By "filler language," I mean words that really have no meaning in the discourse and take the spaces of pauses or gaps when someone is thinking as they are talking and unsure of their next step. People also seem to use these words when they are nervous or embarrassed, such as in public speaking. Below are some examples in English. I put an example for Spanish and Portuguese that I know...if any native speakers know any others, please let us know! (or correct my examples).

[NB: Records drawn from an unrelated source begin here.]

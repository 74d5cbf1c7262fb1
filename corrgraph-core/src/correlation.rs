//! Pearson correlation kernels over row-major sample blocks.
//!
//! Per-sample statistics are taken over the flattened feature vector of one
//! sample (population standard deviation, `ddof = 0`). Correlations are
//! computed on centered vectors:
//!
//! ```text
//! corr(i, j) = <x_i - m_i, x_j - m_j> / D / (s_i * s_j)
//!            = (<x_i, x_j> / D - m_i * m_j) / (s_i * s_j)
//! ```
//!
//! The centered form avoids the cancellation of the second expression when
//! means are large compared to the spread.

use std::fmt;
use std::str::FromStr;

use rayon::prelude::*;
use serde::{Deserialize, Serialize};

/// Value written into masked cells; below any valid correlation.
pub const SENTINEL: f64 = -10.0;

/// Which cells of a diagonal (self) block never enter a top-k.
#[derive(Debug, Clone, Copy, PartialEq, Eq, Default, Serialize, Deserialize)]
pub enum MaskMode {
    /// Mask `col <= row`: diagonal and lower triangle.
    #[default]
    Upper,
    /// Mask `col == row` only.
    SelfOnly,
}

impl MaskMode {
    #[inline]
    pub fn is_masked(&self, row: usize, col: usize) -> bool {
        match self {
            MaskMode::Upper => col <= row,
            MaskMode::SelfOnly => col == row,
        }
    }

    /// Smallest number of candidates a row can ever see, given the total
    /// number of samples and the size of the largest batch.
    pub fn min_candidates(&self, total: usize, max_batch: usize) -> usize {
        match self {
            MaskMode::Upper => total.saturating_sub(max_batch),
            MaskMode::SelfOnly => total.saturating_sub(1),
        }
    }
}

impl FromStr for MaskMode {
    type Err = String;

    fn from_str(s: &str) -> Result<Self, Self::Err> {
        match s {
            "upper" => Ok(MaskMode::Upper),
            "self" | "self_only" => Ok(MaskMode::SelfOnly),
            other => Err(format!("unknown mask mode '{}'", other)),
        }
    }
}

impl fmt::Display for MaskMode {
    fn fmt(&self, f: &mut fmt::Formatter<'_>) -> fmt::Result {
        match self {
            MaskMode::Upper => write!(f, "upper"),
            MaskMode::SelfOnly => write!(f, "self_only"),
        }
    }
}

/// Per-sample mean and standard deviation, in sample order.
#[derive(Debug, Clone, Default, PartialEq, Serialize, Deserialize)]
pub struct SampleStats {
    pub mean: Vec<f64>,
    pub std: Vec<f64>,
}

impl SampleStats {
    pub fn with_capacity(n: usize) -> Self {
        Self {
            mean: Vec::with_capacity(n),
            std: Vec::with_capacity(n),
        }
    }

    pub fn len(&self) -> usize {
        self.mean.len()
    }

    pub fn is_empty(&self) -> bool {
        self.mean.is_empty()
    }

    pub fn push(&mut self, mean: f64, std: f64) {
        self.mean.push(mean);
        self.std.push(std);
    }

    /// Append `other` after `self` (batch order concatenation).
    pub fn extend(&mut self, other: &SampleStats) {
        self.mean.extend_from_slice(&other.mean);
        self.std.extend_from_slice(&other.std);
    }
}

/// Mean and population standard deviation of one sample, two-pass.
///
/// Finite samples whose squared deviations overflow are redone in units of
/// their largest magnitude. Non-finite input yields non-finite moments.
pub fn row_moments(row: &[f64]) -> (f64, f64) {
    if row.is_empty() {
        return (0.0, 0.0);
    }
    let (mean, std) = scaled_moments(row, 1.0);
    if mean.is_finite() && std.is_finite() {
        return (mean, std);
    }
    let scale = row.iter().fold(0.0_f64, |m, x| m.max(x.abs()));
    if !scale.is_finite() || scale == 0.0 || row.iter().any(|x| x.is_nan()) {
        return (mean, std);
    }
    let (mean, std) = scaled_moments(row, scale);
    (mean * scale, std * scale)
}

fn scaled_moments(row: &[f64], scale: f64) -> (f64, f64) {
    let d = row.len() as f64;
    let mean = row.iter().map(|x| x / scale).sum::<f64>() / d;
    let var = row
        .iter()
        .map(|x| {
            let c = x / scale - mean;
            c * c
        })
        .sum::<f64>()
        / d;
    (mean, var.sqrt())
}

/// Row-major block of samples, `n_rows × dim`.
#[derive(Debug, Clone, PartialEq)]
pub struct Block {
    data: Vec<f64>,
    n_rows: usize,
    dim: usize,
}

impl Block {
    pub fn new(dim: usize) -> Self {
        Self {
            data: Vec::new(),
            n_rows: 0,
            dim,
        }
    }

    pub fn with_capacity(n_rows: usize, dim: usize) -> Self {
        Self {
            data: Vec::with_capacity(n_rows * dim),
            n_rows: 0,
            dim,
        }
    }

    /// Append one sample. Returns `false` and leaves the block untouched if
    /// the row length differs from `dim`.
    pub fn push_row(&mut self, row: &[f64]) -> bool {
        if row.len() != self.dim {
            return false;
        }
        self.data.extend_from_slice(row);
        self.n_rows += 1;
        true
    }

    #[inline]
    pub fn row(&self, i: usize) -> &[f64] {
        &self.data[i * self.dim..(i + 1) * self.dim]
    }

    pub fn n_rows(&self) -> usize {
        self.n_rows
    }

    pub fn dim(&self) -> usize {
        self.dim
    }

    /// Subtract `means[i]` from every feature of row `i`.
    pub fn center(&mut self, means: &[f64]) {
        debug_assert_eq!(means.len(), self.n_rows);
        if self.dim == 0 {
            return;
        }
        self.data
            .par_chunks_mut(self.dim)
            .zip(means.par_iter())
            .for_each(|(row, &m)| row.iter_mut().for_each(|x| *x -= m));
    }
}

/// Correlation of two centered samples with standard deviations `std_a`, `std_b`.
///
/// A constant sample (zero deviation) correlates 0 with everything. The
/// result is clamped to `[-1, 1]`.
#[inline]
pub fn pearson_centered(a: &[f64], b: &[f64], std_a: f64, std_b: f64) -> f64 {
    if std_a == 0.0 || std_b == 0.0 || a.is_empty() {
        return 0.0;
    }
    let d = a.len() as f64;
    let dot: f64 = a.iter().zip(b).map(|(x, y)| x * y).sum();
    let mut r = dot / d / (std_a * std_b);
    if !r.is_finite() {
        // products out of range: correlate the standardized vectors instead
        r = a
            .iter()
            .zip(b)
            .map(|(x, y)| (x / std_a) * (y / std_b))
            .sum::<f64>()
            / d;
    }
    r.clamp(-1.0, 1.0)
}

/// Dense `rows.n_rows() × cols.n_rows()` correlation block, row-major.
///
/// Both blocks must already be centered. Rows are processed in parallel; each
/// cell is a sequential dot product so the result is scheduling independent.
pub fn correlation_block(rows: &Block, row_std: &[f64], cols: &Block, col_std: &[f64]) -> Vec<f64> {
    let m = cols.n_rows();
    let mut out = vec![0.0; rows.n_rows() * m];
    if m == 0 {
        return out;
    }
    out.par_chunks_mut(m).enumerate().for_each(|(i, out_row)| {
        let a = rows.row(i);
        for (j, cell) in out_row.iter_mut().enumerate() {
            *cell = pearson_centered(a, cols.row(j), row_std[i], col_std[j]);
        }
    });
    out
}

/// Overwrite the masked cells of a square self block with [`SENTINEL`].
pub fn apply_diagonal_mask(block: &mut [f64], n: usize, mode: MaskMode) {
    block
        .par_chunks_mut(n.max(1))
        .enumerate()
        .for_each(|(i, row)| {
            for (j, cell) in row.iter_mut().enumerate() {
                if mode.is_masked(i, j) {
                    *cell = SENTINEL;
                }
            }
        });
}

*English: *_like, um, uh, y' know?, or something
_Example: I was talking to her when, like, she started to give me this, like, stair, like, um, I don't know, like, I guess she wanted to, like, kill me, or something.*

*Spanish: *_este
_Ejemplo: Me gustaria saber si, este, si pudiera hablar con su hija. Este, es que quiero salir, este, y quiero saber si ella, este, puede venir conmigo.

*Portuguese: *_'tá ligado?
_Exemplo: 'Tava falando com ela, 'tá ligado?, e ela me disse que viu Pedro na festa, 'tá ligado? Me contou que ele 'tava dando bundalêlê pra todo mundo, 'tá ligado? Acho que ela não quer namorar com ele mais não, 'tá ligado?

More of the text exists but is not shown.